Franz Olivier Giesbert

Chien de garde professionnel

 

« Nous sommes capables de remodeler la vie »

Yuval Noah Harari

Idéologue du transhumanisme

 

« Je fais le travail de Dieu »

Lloyd Craig Blankfein

 chief executive officer de Goldman Sachs

Je reviens comme promis sur ce numéro du Point publié fin août dont la couverture était titrée Macron, le grand entretien. Quelques pages plus loin, un autre entretien était offert à Yuval Noah Harari. Le titre choisi par l’hebdomadaire était : L’auteur de « Sapiens »prophétise « l’homme dieu ».

A l’attention des lecteurs distraits qui n’auraient pas dévoré le best-seller Sapiens, paru en 2014, la rédaction précisait, tout en mesure : « Exclusif. Yuval Noah Harari est devenu l’essayiste le plus influent de l’époque. Son nouveau livre raconte comment l’humanité va être radicalement transformée dans les prochaines années. »

Bien sûr, la publication d’un tel entretien, précédée d’une présentation élogieuse et parsemés d’extraits du nouveau livre (Homo Deus), est aussi une opération commerciale qui ne doit pas surprendre de la part du Point. Mais c’est d’abord une publicité offerte à une idéologie dominante, le transhumanisme, par ceux qui la partagent peu ou prou.

Evidemment, je n’ai pas donné un sou pour lire cette prose que l’on peut retrouver chez son coiffeur, chez son médecin ou son dentiste, ou dans une bibliothèque. Aussi, j’ai résolu d’en donner ici quelques extraits qu’on pourrait qualifier d’édifiants.

 

Extraits choisis

Vous êtes un formidable conteur, mais l’immortalité reste un fantasme entretenu par des milliardaires de la Silicon Valley comme Sergey Brin ou Peter Thiel, qui s’estiment trop précieux pour mourir...

Jusqu’à présent, la science a « seulement » surmonté la mort prématurée. Nous n’avons pas étendu la durée de vie naturelle d’Homo sapiens, ne serait-ce que d’une année. Il y a plusieurs siècles, les gens pouvaient vivre jusqu’à 90 ans. Mais la plupart n’atteignaient pas cet âge, car ils succombaient auparavant à des épidémies, des famines et des guerres. Aujourd’hui, de plus en plus de gens atteignent cet âge. Mais, pour arriver à 150 ans, il faut une révolution.
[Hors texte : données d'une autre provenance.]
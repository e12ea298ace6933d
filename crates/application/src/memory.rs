//! 内存实现的仓储，用于测试。

use std::collections::{HashMap, HashSet};

use async_trait::async_trait;
use domain::{
    DirectMessage, MessageId, NewDirectMessage, RepositoryError, Timestamp, User, UserId, Username,
};
use tokio::sync::RwLock;

use crate::repository::{FollowRepository, MessageRepository, UserRepository};

#[derive(Default)]
struct MessageLog {
    next_id: i64,
    // 按插入顺序保存，ID 单调递增
    messages: Vec<DirectMessage>,
}

#[derive(Default)]
pub struct MemoryMessageRepository {
    log: RwLock<MessageLog>,
}

fn between(message: &DirectMessage, a: UserId, b: UserId) -> bool {
    (message.sender_id == a && message.receiver_id == b)
        || (message.sender_id == b && message.receiver_id == a)
}

fn window(
    newest_first: impl Iterator<Item = DirectMessage>,
    offset: u64,
    limit: u32,
) -> Vec<DirectMessage> {
    newest_first
        .skip(usize::try_from(offset).unwrap_or(usize::MAX))
        .take(limit as usize)
        .collect()
}

#[async_trait]
impl MessageRepository for MemoryMessageRepository {
    async fn insert(&self, message: NewDirectMessage) -> Result<DirectMessage, RepositoryError> {
        let mut log = self.log.write().await;
        log.next_id += 1;
        let stored = message.into_stored(MessageId::new(log.next_id));
        log.messages.push(stored.clone());
        Ok(stored)
    }

    async fn find_thread(
        &self,
        user_a: UserId,
        user_b: UserId,
        offset: u64,
        limit: u32,
    ) -> Result<Vec<DirectMessage>, RepositoryError> {
        let log = self.log.read().await;
        let matching = log
            .messages
            .iter()
            .rev()
            .filter(|m| between(m, user_a, user_b))
            .cloned();
        Ok(window(matching, offset, limit))
    }

    async fn count_thread(&self, user_a: UserId, user_b: UserId) -> Result<u64, RepositoryError> {
        let log = self.log.read().await;
        Ok(log
            .messages
            .iter()
            .filter(|m| between(m, user_a, user_b))
            .count() as u64)
    }

    async fn find_recent_for_user(
        &self,
        user_id: UserId,
        offset: u64,
        limit: u32,
    ) -> Result<Vec<DirectMessage>, RepositoryError> {
        let log = self.log.read().await;
        let matching = log
            .messages
            .iter()
            .rev()
            .filter(|m| m.involves(user_id))
            .cloned();
        Ok(window(matching, offset, limit))
    }

    async fn count_for_user(&self, user_id: UserId) -> Result<u64, RepositoryError> {
        let log = self.log.read().await;
        Ok(log.messages.iter().filter(|m| m.involves(user_id)).count() as u64)
    }

    async fn count_unread_by_sender(
        &self,
        receiver_id: UserId,
    ) -> Result<HashMap<UserId, u64>, RepositoryError> {
        let log = self.log.read().await;
        let mut counts = HashMap::new();
        for message in log
            .messages
            .iter()
            .filter(|m| m.receiver_id == receiver_id && !m.is_read())
        {
            *counts.entry(message.sender_id).or_insert(0) += 1;
        }
        Ok(counts)
    }

    async fn mark_read(
        &self,
        receiver_id: UserId,
        sender_id: UserId,
        read_at: Timestamp,
    ) -> Result<u64, RepositoryError> {
        let mut log = self.log.write().await;
        let changed = log
            .messages
            .iter_mut()
            .filter(|m| m.receiver_id == receiver_id && m.sender_id == sender_id)
            .map(|m| m.mark_read(read_at))
            .filter(|changed| *changed)
            .count();
        Ok(changed as u64)
    }
}

#[derive(Default)]
pub struct MemoryUserRepository {
    users: RwLock<HashMap<UserId, User>>,
}

impl MemoryUserRepository {
    pub async fn insert(&self, user: User) {
        self.users.write().await.insert(user.id, user);
    }
}

#[async_trait]
impl UserRepository for MemoryUserRepository {
    async fn find_by_id(&self, id: UserId) -> Result<Option<User>, RepositoryError> {
        Ok(self.users.read().await.get(&id).cloned())
    }

    async fn find_by_username(&self, username: &Username) -> Result<Option<User>, RepositoryError> {
        Ok(self
            .users
            .read()
            .await
            .values()
            .find(|user| &user.username == username)
            .cloned())
    }
}

/// 关注关系：(follower, followee) 集合
#[derive(Default)]
pub struct MemoryFollowRepository {
    edges: RwLock<HashSet<(UserId, UserId)>>,
}

impl MemoryFollowRepository {
    pub async fn follow(&self, follower: UserId, followee: UserId) {
        self.edges.write().await.insert((follower, followee));
    }

    pub async fn unfollow(&self, follower: UserId, followee: UserId) {
        self.edges.write().await.remove(&(follower, followee));
    }
}

#[async_trait]
impl FollowRepository for MemoryFollowRepository {
    async fn is_following(
        &self,
        follower: UserId,
        followee: UserId,
    ) -> Result<bool, RepositoryError> {
        Ok(self.edges.read().await.contains(&(follower, followee)))
    }
}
Vu la vitesse du progrès, ce n’est pas impossible qu’on atteigne cette barrière dans un siècle(...) [rires].

Un autre grand projet humain sera la difficile quête du bonheur...

D’un point de vue psychologique, si votre condition de vie s’améliore, vos attentes grandissent aussi. Si on regarde l’Histoire, on constate une très claire augmentation des pouvoirs humains. Mais il est difficile d’observer un progrès en matière de bonheur. Il n’y a donc aucune raison de présumer que nos futurs exploits nous rendront plus heureux. Si vos ancêtres vous voyaient vivre aujourd’hui en France, ils penseraient que vous êtes au paradis. Mais c’est la nature humaine d’être en colère à cause de l’immigration, du chômage...

En s’alliant à la science, l’humanisme a été la religion des temps modernes. Pourquoi devrait-il aussi passer de mode ?

L’humanisme est en crise, car ses fondements en train d’être sapés par les découvertes scientifiques comme par les nouvelles technologies. L’hypothèse la plus importante de l’humanisme est le libre-arbitre de l’individu. Or la science explique que les sentiments, les choix et les désirs des humains sont le simple produit de la biochimie. (...) Au XXe siècle, vous avez eu des gens comme Hitler qui ont essayé de manipuler les émotions des foules. Aujourd’hui, avec le big data, vous pouvez déjà avoir une propagande personnalisée. Vous pensez voter librement pour tel candidat ou acheter votre plein gré telle voiture, mais ce n’est pas le cas.

La liberté individuelle chère aux libéraux serait donc un mythe, comme l’« âme » des chrétiens...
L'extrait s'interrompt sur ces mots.